Your instructions:
Throughout the material, some lines may have the word "order". Count them and give the number only.

Given data:
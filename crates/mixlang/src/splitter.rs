//! Splitting mix files into language-tagged sections.
//!
//! A mix file is plain text. A line that starts with `[` and ends with `]`
//! (no whitespace tolerance) is a boundary marker: it closes the section in
//! progress and opens a new one tagged with the text between the brackets.
//! Every other line belongs to the most recently opened section.
//!
//! ```text
//! [js]            <- marker, opens section "js"
//! let a = 1;      <- code of "js"
//! [py]            <- marker, finalizes "js", opens "py"
//! def f():        <- code of "py"
//!     pass
//! ```
//!
//! The splitter is permissive. Lines before the first marker are dropped,
//! `[]` opens a section with an empty tag, and adjacent markers produce a
//! section with empty code. Bytes that are not valid UTF-8 are decoded
//! lossily. None of these are errors; the only failure is I/O on the
//! underlying reader.

use std::io::BufRead;

use tracing::{debug, trace, warn};

use crate::error::Result;
use crate::types::Section;

/// Returns `true` if `line` is a section boundary marker.
///
/// The line is tested as-is: leading or trailing whitespace disqualifies it.
#[must_use]
pub fn is_boundary_marker(line: &str) -> bool {
    line.starts_with('[') && line.ends_with(']')
}

/// Language tag carried by a boundary marker, or `None` for ordinary lines.
///
/// Bracket characters are trimmed from both ends; interior text, including
/// whitespace, is kept verbatim.
#[must_use]
pub fn marker_language(line: &str) -> Option<&str> {
    is_boundary_marker(line).then(|| line.trim_matches(['[', ']']))
}

/// Remove a trailing `\n`, then a trailing `\r`, from one raw line.
fn strip_terminator(line: &str) -> &str {
    let line = line.strip_suffix('\n').unwrap_or(line);
    line.strip_suffix('\r').unwrap_or(line)
}

/// A section still receiving lines.
#[derive(Debug)]
struct SectionBuilder {
    language: String,
    code: String,
}

impl SectionBuilder {
    fn new(language: &str) -> Self {
        Self {
            language: language.to_string(),
            code: String::new(),
        }
    }

    fn push_line(&mut self, line: &str) {
        self.code.push_str(line);
        self.code.push('\n');
    }

    fn finish(self) -> Section {
        Section::new(self.language, self.code)
    }
}

/// Incremental section splitter.
///
/// Feed lines in order with [`feed`](Self::feed), then call
/// [`finish`](Self::finish) to close the last section. Lines must already
/// have their line terminator removed.
#[derive(Debug, Default)]
pub struct SectionSplitter {
    sections: Vec<Section>,
    current: Option<SectionBuilder>,
    dropped_lines: usize,
}

impl SectionSplitter {
    /// Create a splitter with no open section.
    #[must_use]
    pub fn new() -> Self {
        Self::default()
    }

    /// Process one line of input.
    pub fn feed(&mut self, line: &str) {
        if let Some(language) = marker_language(line) {
            self.finalize_current();
            self.current = Some(SectionBuilder::new(language));
            return;
        }

        match self.current.as_mut() {
            Some(builder) => builder.push_line(line),
            None => self.dropped_lines += 1,
        }
    }

    /// Lines seen so far that came before the first marker.
    #[must_use]
    pub fn dropped_lines(&self) -> usize {
        self.dropped_lines
    }

    /// Close any open section and return every section in input order.
    #[must_use]
    pub fn finish(mut self) -> Vec<Section> {
        self.finalize_current();
        if self.dropped_lines > 0 {
            warn!(
                lines = self.dropped_lines,
                "Ignoring content outside of a language section"
            );
        }
        debug!(
            sections = self.sections.len(),
            dropped_lines = self.dropped_lines,
            "Section splitting completed"
        );
        self.sections
    }

    fn finalize_current(&mut self) {
        if let Some(builder) = self.current.take() {
            let section = builder.finish();
            trace!(
                language = %section.language,
                bytes = section.code.len(),
                "Section finalized"
            );
            self.sections.push(section);
        }
    }
}

/// Split everything readable from `reader` into sections.
///
/// Lines end at `\n`; a `\r` left before it, or at the very end of input,
/// is stripped too. Invalid UTF-8 is replaced with `U+FFFD` rather than
/// rejected.
///
/// # Errors
///
/// Returns [`Error::Io`](crate::Error::Io) if reading fails. Sections
/// gathered before the failure are discarded.
pub fn split_reader<R: BufRead>(mut reader: R) -> Result<Vec<Section>> {
    let mut splitter = SectionSplitter::new();
    let mut buf = Vec::new();
    loop {
        buf.clear();
        if reader.read_until(b'\n', &mut buf)? == 0 {
            break;
        }
        splitter.feed(strip_terminator(&String::from_utf8_lossy(&buf)));
    }
    Ok(splitter.finish())
}

/// Split in-memory text into sections.
///
/// Line handling matches [`split_reader`].
#[must_use]
pub fn split_str(input: &str) -> Vec<Section> {
    let mut splitter = SectionSplitter::new();
    for line in input.split_inclusive('\n') {
        splitter.feed(strip_terminator(line));
    }
    splitter.finish()
}

#[cfg(test)]
mod tests {
    use super::*;
    use proptest::prelude::*;
    use rstest::rstest;
    use std::io::{BufReader, Cursor, Read};

    #[rstest]
    #[case::plain("[js]", Some("js"))]
    #[case::empty("[]", Some(""))]
    #[case::inner_whitespace("[ py 3 ]", Some(" py 3 "))]
    #[case::leading_space(" [js]", None)]
    #[case::trailing_space("[js] ", None)]
    #[case::open_only("[js", None)]
    #[case::close_only("js]", None)]
    #[case::code("let a = [1];", None)]
    #[case::array_literal("[1, 2, 3]", Some("1, 2, 3"))]
    fn marker_recognition(#[case] line: &str, #[case] expected: Option<&str>) {
        assert_eq!(marker_language(line), expected);
        assert_eq!(is_boundary_marker(line), expected.is_some());
    }

    #[test]
    fn nested_brackets_are_trimmed_from_both_ends() {
        assert_eq!(marker_language("[[js]]"), Some("js"));
    }

    #[test]
    fn splits_two_sections() {
        let sections = split_str("[js]\nlet a = 1;\n[py]\ndef f():\n    pass\n");

        assert_eq!(
            sections,
            vec![
                Section::new("js", "let a = 1;\n"),
                Section::new("py", "def f():\n    pass\n"),
            ]
        );
    }

    #[test]
    fn content_before_first_marker_is_dropped() {
        let sections = split_str("preamble\nmore\n[js]\nlet a = 1;\n");

        assert_eq!(sections, vec![Section::new("js", "let a = 1;\n")]);
    }

    #[test]
    fn adjacent_markers_produce_empty_code() {
        let sections = split_str("[js]\n[py]\nx = 1\n");

        assert_eq!(sections.len(), 2);
        assert_eq!(sections[0], Section::new("js", ""));
        assert_eq!(sections[1].code, "x = 1\n");
    }

    #[test]
    fn trailing_marker_produces_empty_section() {
        let sections = split_str("[js]\nlet a = 1;\n[py]");

        assert_eq!(sections.last(), Some(&Section::new("py", "")));
    }

    #[test]
    fn input_without_markers_is_empty() {
        assert!(split_str("let a = 1;\nx = 2\n").is_empty());
        assert!(split_str("").is_empty());
    }

    #[test]
    fn blank_lines_are_kept_verbatim() {
        let sections = split_str("[py]\n\nx = 1\n\n");

        assert_eq!(sections[0].code, "\nx = 1\n\n");
    }

    #[test]
    fn last_line_without_newline_still_gets_one() {
        let sections = split_str("[js]\nlet a = 1;");

        assert_eq!(sections[0].code, "let a = 1;\n");
    }

    #[test]
    fn crlf_terminators_are_stripped() {
        let sections = split_str("[js]\r\nlet a = 1;\r\n");

        assert_eq!(sections, vec![Section::new("js", "let a = 1;\n")]);
    }

    #[test]
    fn duplicate_tags_produce_separate_sections() {
        let sections = split_str("[js]\na\n[js]\nb\n");

        assert_eq!(sections.len(), 2);
        assert_eq!(sections[1].code, "b\n");
    }

    #[test]
    fn split_reader_matches_split_str() {
        let input = "junk\n[js]\nlet a = 1;\n[]\n\n[py]\nx = 1\n";

        let from_reader = split_reader(Cursor::new(input)).expect("in-memory read should succeed");

        assert_eq!(from_reader, split_str(input));
    }

    #[test]
    fn invalid_utf8_is_decoded_lossily() {
        let bytes: &[u8] = b"[py]\n# caf\xe9\nx = 1\n";

        let sections = split_reader(Cursor::new(bytes)).expect("latin-1 bytes should not fail");

        assert_eq!(sections, vec![Section::new("py", "# caf\u{FFFD}\nx = 1\n")]);
    }

    #[test]
    fn bare_cr_at_end_of_input_is_stripped() {
        let input = "[js]\nlet a = 1;\r\n[py]\r";
        let expected = vec![Section::new("js", "let a = 1;\n"), Section::new("py", "")];

        let from_reader = split_reader(Cursor::new(input)).expect("read should succeed");

        assert_eq!(split_str(input), expected);
        assert_eq!(from_reader, expected);
    }

    #[test]
    fn inner_cr_is_kept() {
        let sections = split_str("[js]\na\rb\n");

        assert_eq!(sections[0].code, "a\rb\n");
    }

    #[test]
    fn lines_before_first_marker_are_counted() {
        let mut splitter = SectionSplitter::new();
        for line in ["#!/usr/bin/env mix", "", "[js]", "let a = 1;"] {
            splitter.feed(line);
        }

        assert_eq!(splitter.dropped_lines(), 2);
        assert_eq!(splitter.finish().len(), 1);
    }

    /// Yields `data` once, then fails every subsequent read.
    struct FailAfter {
        data: Option<Vec<u8>>,
    }

    impl Read for FailAfter {
        fn read(&mut self, buf: &mut [u8]) -> std::io::Result<usize> {
            match self.data.take() {
                Some(data) => {
                    let n = data.len().min(buf.len());
                    buf[..n].copy_from_slice(&data[..n]);
                    Ok(n)
                }
                None => Err(std::io::Error::other("device unplugged")),
            }
        }
    }

    #[test]
    fn read_failure_discards_partial_sections() {
        let reader = BufReader::new(FailAfter {
            data: Some(b"[js]\nlet a = 1;\n[py]\n".to_vec()),
        });

        let err = split_reader(reader).expect_err("read failure should propagate");

        let source = std::error::Error::source(&err).expect("io error should carry a source");
        assert_eq!(source.to_string(), "device unplugged");
    }

    // === Properties ===

    fn code_line() -> impl Strategy<Value = String> {
        "[ -~]{0,24}".prop_filter("code lines must not look like markers", |line| {
            !is_boundary_marker(line)
        })
    }

    fn tag() -> impl Strategy<Value = String> {
        "[a-z0-9 ]{0,6}"
    }

    fn block() -> impl Strategy<Value = (String, Vec<String>)> {
        (tag(), prop::collection::vec(code_line(), 0..6))
    }

    fn render(preamble: &[String], blocks: &[(String, Vec<String>)]) -> String {
        let mut out = String::new();
        for line in preamble {
            out.push_str(line);
            out.push('\n');
        }
        for (tag, lines) in blocks {
            out.push('[');
            out.push_str(tag);
            out.push_str("]\n");
            for line in lines {
                out.push_str(line);
                out.push('\n');
            }
        }
        out
    }

    proptest! {
        #[test]
        fn no_markers_means_no_sections(lines in prop::collection::vec(code_line(), 0..20)) {
            let input = render(&lines, &[]);
            prop_assert!(split_str(&input).is_empty());
        }

        #[test]
        fn one_section_per_marker(
            preamble in prop::collection::vec(code_line(), 0..3),
            blocks in prop::collection::vec(block(), 0..8),
        ) {
            let input = render(&preamble, &blocks);
            let markers = input.lines().filter(|line| is_boundary_marker(line)).count();

            prop_assert_eq!(split_str(&input).len(), markers);
        }

        #[test]
        fn code_never_contains_marker_lines(blocks in prop::collection::vec(block(), 0..8)) {
            let input = render(&[], &blocks);

            for section in split_str(&input) {
                prop_assert!(section.code.lines().all(|line| !is_boundary_marker(line)));
            }
        }

        #[test]
        fn code_round_trips_lines_between_markers(
            preamble in prop::collection::vec(code_line(), 0..3),
            blocks in prop::collection::vec(block(), 0..8),
        ) {
            let input = render(&preamble, &blocks);
            let sections = split_str(&input);

            prop_assert_eq!(sections.len(), blocks.len());
            for (section, (tag, lines)) in sections.iter().zip(&blocks) {
                let expected: String = lines.iter().map(|line| format!("{line}\n")).collect();
                prop_assert_eq!(&section.language, tag);
                prop_assert_eq!(&section.code, &expected);
            }
        }
    }
}
//! Error types for mixlang operations.
//!
//! The core pipeline has exactly one failure mode: the input could not be
//! opened or read. Everything else the splitter and extractors encounter
//! (empty files, content before the first marker, unknown language tags,
//! code with no declarations) is a valid outcome that yields an empty
//! collection, never an error.
//!
//! Configuration loading adds a second category for malformed config files.
//! It is only reachable through [`crate::Config::load`].

use thiserror::Error;

/// Result type for mixlang operations.
pub type Result<T> = std::result::Result<T, Error>;

/// Top-level error type for mixlang operations.
#[derive(Debug, Error)]
pub enum Error {
    /// The input file could not be opened or read
    ///
    /// The underlying message is reachable through `source()`.
    #[error("I/O error")]
    Io(#[from] std::io::Error),

    /// Configuration file is not valid
    #[error("configuration error: {0}")]
    Config(String),
}

impl Error {
    /// Returns `true` if this error came from file access.
    #[must_use]
    pub fn is_io(&self) -> bool {
        matches!(self, Self::Io(_))
    }
}
//! `mixlang [FILE]` implementation.

use std::io::{self, Write};
use std::path::{Path, PathBuf};
use std::process::ExitCode;

use colored::Colorize;
use mixlang::{Config, Pipeline, unsupported_languages};
use tracing::debug;

use super::OutputFormat;
use super::render;

/// Options gathered from the command line.
#[derive(Debug)]
pub struct ParseOptions {
    pub file: Option<PathBuf>,
    pub config: Option<PathBuf>,
    pub format: OutputFormat,
    pub identifiers: bool,
    pub parallel: bool,
    pub strict: bool,
}

/// Run the parse command.
pub fn run(options: &ParseOptions) -> Result<ExitCode, mixlang::Error> {
    let Some(file) = options.file.as_deref() else {
        println!("Please provide a file path.");
        return Ok(ExitCode::SUCCESS);
    };

    let config = load_config(options.config.as_deref())?;
    debug!(?config, "Configuration resolved");

    let pipeline =
        Pipeline::from_config(&config).with_parallel(config.parallel || options.parallel);
    let sections = pipeline.parse_file(file)?;

    let mut stdout = io::stdout().lock();
    match options.format {
        OutputFormat::Text => render::write_text(
            &mut stdout,
            &sections,
            options.identifiers || config.show_identifiers,
        )?,
        OutputFormat::Json => render::write_json(&mut stdout, &sections)?,
    }
    stdout.flush()?;

    if options.strict {
        let unsupported = unsupported_languages(&sections, pipeline.dispatcher());
        if !unsupported.is_empty() {
            for tag in &unsupported {
                eprintln!("{}: unsupported language: {tag:?}", "error".red().bold());
            }
            return Ok(ExitCode::FAILURE);
        }
    }

    Ok(ExitCode::SUCCESS)
}

fn load_config(explicit: Option<&Path>) -> Result<Config, mixlang::Error> {
    match explicit {
        Some(path) => Config::load(path),
        None => Config::discover(&std::env::current_dir()?),
    }
}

Exercise answer:
2